As the culture said goodbye to The CW’s All American: Homecoming during Monday night’s season finale, the show’s creator said she is grateful for all that the series achieved within three seasons.
Nkechi Okoro Carroll’s heart was heavy as she kissed her baby goodbye, but she also expressed that the moment was bittersweet, as the series was the first that she had created from the bottom up. For her, the goal now is to focus on the amazing, positive memories collected from the pilot all the way through the final episode.
Her goal for the show
“My biggest goal for All American: Homecoming was to bring HBCU life and HBCU culture to prime-time TV, and quite frankly, back to prime-time TV because we hadn’t really seen it on network TV since A Different World,” Carroll told Blavity’s Shadow and Act. “We had The Quad, and we’ve had a couple of other shows, but they were cable shows, and so I took a lot of pride in, for this generation, wanting to expose them to HBCU life and what all of that represents, and to have it be a celebration of our community, a celebration of our culture, a celebration of HBCU life. So many of my family members, my cousins, my in-laws, and I’m surrounded by people who went to an HBCU; even my manager is an HBCU grad.”
“To be able to represent that part of the culture in a proud, celebratory way, while also just continuing to give narrative to Black joy and our Black teens’ dreams and aspirations, especially in athletics, and watching them pursue another spin on Black excellence, being able to put that on TV and spark real, life-changing conversations in our community — those were my goals, and I feel like we achieved that with the show,” she continued.
A love letter to Black women athletes
Carroll is also grateful to have written a beautiful love story for Black women tennis players through centering on the main character, Simone (Geffri Maya), and her love for the sport. It was also important to Carroll to pay homage to the history of Black baseball players through the show’s central theme.
“We were also able to drive forward conversations on the financial story and picture for HBCU athletics, the history of baseball, and the Black community and the Negro League. And most especially, one of the biggest things I wanted to do with this series was for it to be a way for me to give our dope, amazing Black female tennis players their flowers while they’re alive to see it.”

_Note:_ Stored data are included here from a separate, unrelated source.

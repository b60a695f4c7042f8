//! Domain entities.

use super::value_object::{MessageContent, MessageId, RoomId, Timestamp, UserId};

/// An immutable chat message
///
/// Produced either by a connection's read task (local origin) or by the bus
/// inbound adapter (remote origin). The hub does not distinguish the two.
#[derive(Debug, Clone, PartialEq, Eq)]
pub struct Message {
    pub id: MessageId,
    pub room: RoomId,
    pub user: UserId,
    pub content: MessageContent,
    pub created_at: Timestamp,
}

/// Room metadata owned by the persistence collaborator
#[derive(Debug, Clone, PartialEq, Eq)]
pub struct RoomInfo {
    pub id: RoomId,
    pub name: String,
    pub description: String,
    pub created_by: UserId,
    pub created_at: Timestamp,
}

/// Attributes of a room that has not been stored yet
#[derive(Debug, Clone, PartialEq, Eq)]
pub struct NewRoom {
    pub name: String,
    pub description: String,
    pub created_by: UserId,
    pub created_at: Timestamp,
}
//! UseCase layer.

mod connect_participant;
mod error;
mod room_admin;
mod send_message;

pub use connect_participant::ConnectParticipantUseCase;
pub use error::{ConnectError, RoomAdminError, SendMessageError};
pub use room_admin::{ROOM_NAME_MAX_CHARS, RoomAdminUseCase, RoomDetail};
pub use send_message::SendMessageUseCase;
//! バスブリッジ: ハブと外部メッセージバスの間のアダプター
//!
//! ## 責務
//!
//! - [`BusPublisher`]（送信側）: このインスタンスで作られたメッセージを他インスタンス向けに発行する
//! - [`BusSubscriber`]（受信側）: トピックのレコードをデコードし `Hub::broadcast` に渡す
//!
//! ## 設計ノート
//!
//! レコードは `{origin, message}` のエンベロープで運ばれます。自インスタンスが
//! 発行したレコードは作成時に配送済みなのでスキップします。デコードできない
//! レコードは警告ログを出して破棄し、配送はしません。

use std::{ops::ControlFlow, sync::Arc, time::Duration};

use async_trait::async_trait;
use thiserror::Error;
use tokio::task::JoinHandle;

use crate::{
    domain::{BusError, BusSubscription, InstanceId, Message, MessageBus, MessageId, MessagePublisher},
    hub::{Hub, HubError},
    infrastructure::dto::{
        DecodeError,
        bus::{BusEnvelope, MessageRecord},
    },
};

/// チャットメッセージを運ぶ既定のトピック
pub const DEFAULT_TOPIC: &str = "messages";
/// 購読が終了・失敗した後、再購読するまでの既定の待ち時間
pub const DEFAULT_RESUBSCRIBE_DELAY: Duration = Duration::from_secs(1);

#[derive(Debug, Error)]
pub enum BusBridgeError {
    #[error("malformed bus record: {0}")]
    Malformed(#[from] serde_json::Error),

    #[error(transparent)]
    Invalid(#[from] DecodeError),

    #[error(transparent)]
    Hub(#[from] HubError),
}

/// 受信側がレコードをどう扱ったか
#[derive(Debug, Clone, Copy, PartialEq, Eq)]
pub enum InboundOutcome {
    Broadcast(MessageId),
    /// 自インスタンスの発行分。ローカルでは配送済み
    SkippedOwnOrigin,
}

/// 送信側アダプター
pub struct BusPublisher {
    bus: Arc<dyn MessageBus>,
    topic: String,
    origin: InstanceId,
}

impl BusPublisher {
    pub fn new(bus: Arc<dyn MessageBus>, topic: impl Into<String>, origin: InstanceId) -> Self {
        Self {
            bus,
            topic: topic.into(),
            origin,
        }
    }

    fn encode(&self, message: &Message) -> Result<Vec<u8>, BusError> {
        let envelope = BusEnvelope {
            origin: self.origin.as_uuid(),
            message: MessageRecord::from(message),
        };
        serde_json::to_vec(&envelope).map_err(|e| BusError::Encode(e.to_string()))
    }
}

#[async_trait]
impl MessagePublisher for BusPublisher {
    async fn publish(&self, message: &Message) -> Result<(), BusError> {
        let record = self.encode(message)?;
        self.bus.publish(&self.topic, record).await?;
        tracing::debug!(message = %message.id, topic = %self.topic, "Published message to bus");
        Ok(())
    }
}

/// 受信側アダプター
pub struct BusSubscriber {
    bus: Arc<dyn MessageBus>,
    topic: String,
    origin: InstanceId,
    hub: Hub,
    resubscribe_delay: Duration,
}

impl BusSubscriber {
    pub fn new(
        bus: Arc<dyn MessageBus>,
        topic: impl Into<String>,
        origin: InstanceId,
        hub: Hub,
    ) -> Self {
        Self {
            bus,
            topic: topic.into(),
            origin,
            hub,
            resubscribe_delay: DEFAULT_RESUBSCRIBE_DELAY,
        }
    }

    pub fn with_resubscribe_delay(mut self, delay: Duration) -> Self {
        self.resubscribe_delay = delay;
        self
    }

    /// レコードを1件デコードしてハブに渡す。
    ///
    /// 自インスタンスが発行したレコードはスキップする。
    pub async fn handle_record(&self, record: &[u8]) -> Result<InboundOutcome, BusBridgeError> {
        let envelope: BusEnvelope = serde_json::from_slice(record)?;
        if envelope.origin == self.origin.as_uuid() {
            return Ok(InboundOutcome::SkippedOwnOrigin);
        }

        let message = Message::try_from(envelope.message)?;
        let id = message.id;
        self.hub.broadcast(message).await?;
        Ok(InboundOutcome::Broadcast(id))
    }

    /// 購読してから、バックグラウンドタスクでトピックを消費する。
    ///
    /// 戻った時点で購読は有効なので、以降に発行されたレコードは取りこぼさない。
    /// 購読が終わるたびに再購読し、ハブのイベントループがなくなったら停止する。
    pub async fn start(self) -> JoinHandle<()> {
        let subscription = self.subscribe().await;
        tokio::spawn(self.run(subscription))
    }

    async fn run(self, mut subscription: Option<Box<dyn BusSubscription>>) {
        loop {
            if let Some(mut active) = subscription.take() {
                if self.consume(active.as_mut()).await.is_break() {
                    tracing::info!(topic = %self.topic, "Hub stopped, bus subscriber exiting");
                    return;
                }
                tracing::warn!(topic = %self.topic, "Bus subscription ended");
            }
            tokio::time::sleep(self.resubscribe_delay).await;
            subscription = self.subscribe().await;
        }
    }

    async fn subscribe(&self) -> Option<Box<dyn BusSubscription>> {
        match self.bus.subscribe(&self.topic).await {
            Ok(subscription) => {
                tracing::info!(topic = %self.topic, origin = %self.origin, "Subscribed to bus topic");
                Some(subscription)
            }
            Err(e) => {
                tracing::warn!(topic = %self.topic, "Failed to subscribe to bus: {}", e);
                None
            }
        }
    }

    async fn consume(&self, subscription: &mut dyn BusSubscription) -> ControlFlow<()> {
        while let Some(record) = subscription.next_record().await {
            match self.handle_record(&record).await {
                Ok(InboundOutcome::Broadcast(id)) => {
                    tracing::debug!(message = %id, "Forwarded bus message to hub");
                }
                Ok(InboundOutcome::SkippedOwnOrigin) => {}
                Err(BusBridgeError::Hub(_)) => return ControlFlow::Break(()),
                Err(e) => {
                    tracing::warn!(topic = %self.topic, "Discarding bus record: {}", e);
                }
            }
        }
        ControlFlow::Continue(())
    }
}

#[cfg(test)]
mod tests {
    use super::*;
    use crate::{
        domain::{MessageContent, RoomId, Timestamp, UserId, bus::MockMessageBus},
        hub::{HubConfig, OutboundReceiver},
        infrastructure::bus::InMemoryBus,
    };

    fn message(content: &str) -> Message {
        Message {
            id: MessageId::new(1).unwrap(),
            room: RoomId::new(5).unwrap(),
            user: UserId::new(1).unwrap(),
            content: MessageContent::new(content.to_string()).unwrap(),
            created_at: Timestamp::new(1000),
        }
    }

    async fn hub_with_listener() -> (Hub, OutboundReceiver) {
        let (hub, _event_loop) = Hub::spawn(HubConfig::default());
        let (connection, rx) =
            hub.open_connection(UserId::new(2).unwrap(), RoomId::new(5).unwrap());
        hub.register(connection).await.unwrap();
        (hub, rx)
    }

    async fn recv(rx: &mut OutboundReceiver) -> Option<String> {
        tokio::time::timeout(Duration::from_secs(1), rx.recv())
            .await
            .expect("timed out waiting for outbound payload")
    }

    #[tokio::test]
    async fn test_record_from_other_instance_is_broadcast() {
        // テスト項目: 他インスタンス発のレコードはデコードされてブロードキャストされる
        // given (前提条件):
        let (hub, mut rx) = hub_with_listener().await;
        let bus: Arc<dyn MessageBus> = Arc::new(InMemoryBus::default());
        let publisher = BusPublisher::new(bus.clone(), DEFAULT_TOPIC, InstanceId::generate());
        let record = publisher.encode(&message("hi")).unwrap();
        let subscriber = BusSubscriber::new(bus, DEFAULT_TOPIC, InstanceId::generate(), hub);

        // when (操作):
        let outcome = subscriber.handle_record(&record).await.unwrap();

        // then (期待する結果):
        assert_eq!(outcome, InboundOutcome::Broadcast(MessageId::new(1).unwrap()));
        assert_eq!(recv(&mut rx).await, Some("hi".to_string()));
    }

    #[tokio::test]
    async fn test_undecodable_record_is_not_broadcast() {
        // テスト項目: デコードできないレコードはブロードキャストされず破棄される
        // given (前提条件):
        let (hub, mut rx) = hub_with_listener().await;
        let bus: Arc<dyn MessageBus> = Arc::new(InMemoryBus::default());
        let subscriber = BusSubscriber::new(bus, DEFAULT_TOPIC, InstanceId::generate(), hub.clone());

        // when (操作):
        let malformed = subscriber.handle_record(b"{not json").await;
        let zero_valued = subscriber
            .handle_record(
                br#"{"origin":"00000000-0000-0000-0000-000000000000","message":{"id":0,"room":5,"user":0,"content":"","created_at":0}}"#,
            )
            .await;
        hub.flush().await.unwrap();

        // then (期待する結果):
        assert!(matches!(malformed, Err(BusBridgeError::Malformed(_))));
        assert!(matches!(zero_valued, Err(BusBridgeError::Invalid(_))));
        assert!(rx.try_recv().is_err());
    }

    #[tokio::test]
    async fn test_own_records_are_skipped() {
        // テスト項目: 自インスタンスが publish したレコードは二重配送されない
        // given (前提条件):
        let (hub, mut rx) = hub_with_listener().await;
        let bus: Arc<dyn MessageBus> = Arc::new(InMemoryBus::default());
        let origin = InstanceId::generate();
        let publisher = BusPublisher::new(bus.clone(), DEFAULT_TOPIC, origin);
        let record = publisher.encode(&message("echo")).unwrap();
        let subscriber = BusSubscriber::new(bus, DEFAULT_TOPIC, origin, hub.clone());

        // when (操作):
        let outcome = subscriber.handle_record(&record).await.unwrap();
        hub.flush().await.unwrap();

        // then (期待する結果):
        assert_eq!(outcome, InboundOutcome::SkippedOwnOrigin);
        assert!(rx.try_recv().is_err());
    }

    #[tokio::test]
    async fn test_started_subscriber_forwards_published_messages() {
        // テスト項目: 起動済みのサブスクライバは publish されたメッセージをハブに流す
        // given (前提条件):
        let (hub, mut rx) = hub_with_listener().await;
        let bus: Arc<dyn MessageBus> = Arc::new(InMemoryBus::default());
        let task = BusSubscriber::new(bus.clone(), DEFAULT_TOPIC, InstanceId::generate(), hub)
            .start()
            .await;
        let publisher = BusPublisher::new(bus.clone(), DEFAULT_TOPIC, InstanceId::generate());

        // when (操作):
        bus.publish(DEFAULT_TOPIC, b"garbage".to_vec()).await.unwrap();
        publisher.publish(&message("from elsewhere")).await.unwrap();

        // then (期待する結果): 不正なレコードは飛ばされ、正しいものだけが届く
        assert_eq!(recv(&mut rx).await, Some("from elsewhere".to_string()));
        task.abort();
    }

    #[tokio::test]
    async fn test_subscriber_resubscribes_after_subscription_ends() {
        // テスト項目: 購読が切れた後に再購読して受信を続ける
        // given (前提条件):
        let (hub, mut rx) = hub_with_listener().await;
        let memory_bus = Arc::new(InMemoryBus::default());
        let bus: Arc<dyn MessageBus> = memory_bus.clone();
        let task = BusSubscriber::new(bus.clone(), DEFAULT_TOPIC, InstanceId::generate(), hub)
            .with_resubscribe_delay(Duration::from_millis(10))
            .start()
            .await;
        let publisher = BusPublisher::new(bus, DEFAULT_TOPIC, InstanceId::generate());

        // when (操作):
        memory_bus.close_topic(DEFAULT_TOPIC).await;
        let mut received = None;
        for _ in 0..100 {
            publisher.publish(&message("after reconnect")).await.unwrap();
            if let Ok(Some(payload)) =
                tokio::time::timeout(Duration::from_millis(20), rx.recv()).await
            {
                received = Some(payload);
                break;
            }
        }

        // then (期待する結果):
        assert_eq!(received, Some("after reconnect".to_string()));
        task.abort();
    }

    #[tokio::test]
    async fn test_publish_failure_is_reported() {
        // テスト項目: バスへの publish 失敗は呼び出し元に返される
        // given (前提条件):
        let mut bus = MockMessageBus::new();
        bus.expect_publish().times(1).returning(|topic, _| {
            Err(BusError::Publish {
                topic: topic.to_string(),
                reason: "broker unavailable".to_string(),
            })
        });
        let publisher = BusPublisher::new(Arc::new(bus), DEFAULT_TOPIC, InstanceId::generate());

        // when (操作):
        let result = publisher.publish(&message("hi")).await;

        // then (期待する結果):
        assert_eq!(
            result,
            Err(BusError::Publish {
                topic: DEFAULT_TOPIC.to_string(),
                reason: "broker unavailable".to_string(),
            })
        );
    }
}
//! Persistence collaborator implementations.

pub mod inmemory;

pub use inmemory::{InMemoryMessageRepository, InMemoryRoomRepository};
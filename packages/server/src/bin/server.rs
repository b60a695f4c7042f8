//! Huddle chat server.
//!
//! Accepts WebSocket clients per room and fans their messages out to every
//! client in the same room, locally and through the message bus.
//!
//! Run with:
//! ```not_rust
//! cargo run --bin huddle-server
//! cargo run --bin huddle-server -- --host 0.0.0.0 --port 3000
//! ```

use clap::Parser;
use huddle_server::{
    app::{App, Collaborators, ServerConfig},
    domain::InstanceId,
    hub::{DEFAULT_INTAKE_CAPACITY, DEFAULT_OUTBOUND_CAPACITY, HubConfig},
    infrastructure::bus::{DEFAULT_BUS_CAPACITY, DEFAULT_TOPIC},
    ui::shutdown_signal,
};
use huddle_shared::logger::setup_logger;
use tokio::net::TcpListener;

#[derive(Parser, Debug)]
#[command(name = "huddle-server")]
#[command(about = "Real-time chat server with room broadcast", long_about = None)]
struct Args {
    /// Host address to bind the server to
    #[arg(short = 'H', long, default_value = "127.0.0.1")]
    host: String,

    /// Port number to bind the server to
    #[arg(short = 'p', long, default_value = "8080")]
    port: u16,

    /// Pending outbound messages per connection before it is evicted
    #[arg(long, default_value_t = DEFAULT_OUTBOUND_CAPACITY)]
    outbound_capacity: usize,

    /// Pending hub events before producers wait
    #[arg(long, default_value_t = DEFAULT_INTAKE_CAPACITY)]
    intake_capacity: usize,

    /// Bus topic carrying chat messages
    #[arg(long, default_value = DEFAULT_TOPIC)]
    bus_topic: String,

    /// Records buffered per subscriber of the in-memory bus
    #[arg(long, default_value_t = DEFAULT_BUS_CAPACITY)]
    bus_capacity: usize,

    /// Default log level, overridden by RUST_LOG
    #[arg(long, default_value = "debug")]
    log_level: String,
}

impl From<Args> for ServerConfig {
    fn from(args: Args) -> Self {
        Self {
            host: args.host,
            port: args.port,
            hub: HubConfig {
                intake_capacity: args.intake_capacity,
                outbound_capacity: args.outbound_capacity,
            },
            bus_topic: args.bus_topic,
            bus_capacity: args.bus_capacity,
            instance_id: InstanceId::generate(),
        }
    }
}

#[tokio::main]
async fn main() {
    let args = Args::parse();

    // Initialize tracing
    setup_logger(env!("CARGO_BIN_NAME"), &args.log_level);

    let config = ServerConfig::from(args);
    let app = App::build(&config, Collaborators::in_memory(config.bus_capacity)).await;

    let listener = match TcpListener::bind((config.host.as_str(), config.port)).await {
        Ok(listener) => listener,
        Err(e) => {
            tracing::error!("Failed to bind {}:{}: {}", config.host, config.port, e);
            std::process::exit(1);
        }
    };
    tracing::info!("Press Ctrl+C to shutdown gracefully");

    if let Err(e) = app.serve(listener, shutdown_signal()).await {
        tracing::error!("Server error: {}", e);
        std::process::exit(1);
    }
}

She added, “The Serenas, the Venuses, the Naomis, the Cocos — this is my love letter to them because I feel like, for some reason, people watch what they do, and they don’t truly always celebrate what it costs them and just how exceptional it is. It’s almost like they took the excellence for granted, so I wanted to create a show around the beginnings of someone like that, which is what Simone’s character was, so that I could give them their flowers. Because I see you and the hard work that went into becoming who you are.”
On her growth as a storyteller
Carroll views every one of the shows she’s a part of as her baby, and All American: Homecoming is no different.
“They’re all different children,” she said. “I have an older child, I have an adopted child, I have a child I gave birth to, and so, for me, Homecoming was just another one of my children. It was one of my children that I gave birth to, and it grew me so much as a writer, as a showrunner, as a boss, as a human, as a mom, as an athlete. In so many ways … all of us in the writer’s room really wrote from our hearts and focused on bringing the authenticity and the truth of our journeys to these stories. So even from that, we all grew so much, just as people and humans.”
“As we were looking back over our college stories, our young adulthood, and how we navigate the world now as adults … from that perspective, the show has been invaluable. But I try to have that be the case with all of my projects that for having gone through them, we’re all better people.”
What’s next for Nkechi Okoro Carroll?
Given the success of the All American universe, Carroll is even more inspired and fired up to continue sharing stories that change the world for the better. She expressed gratitude for being able to see All American: Homecoming through to a third season.
“This is sort of the driving mission of my production company — to create stories and make the world a better place than how we found it,” Carroll said. “That’s always at the forefront of the stories I’m telling. By telling this story, by taking these characters through this journey, am I helping our audience see a different way they could navigate the world? Am I making even one person who watches this show move through the world a little bit differently, in a more positive light, in a more aspirational light, in a more cheer-for-thy-neighbor light? In a more shoot-for-your-dreams, never-cut-yourself-short [light]?”
She concluded, “If I’m doing any of those things, then that is one person that is contributing to this world being a better place than before the show was on the air. And so from that perspective, I continue to pursue that in my stories. I think I’m just having sort of gone through this with the All American universe and everything. I think it just encourages me to keep telling the stories, as long as there’s an authenticity to them. As long as there’s a passion to the story that wants to be told, there’s always going to be an audience for it.”
She also has another series NBC’s Found which is set to debut its second season on NBC this week.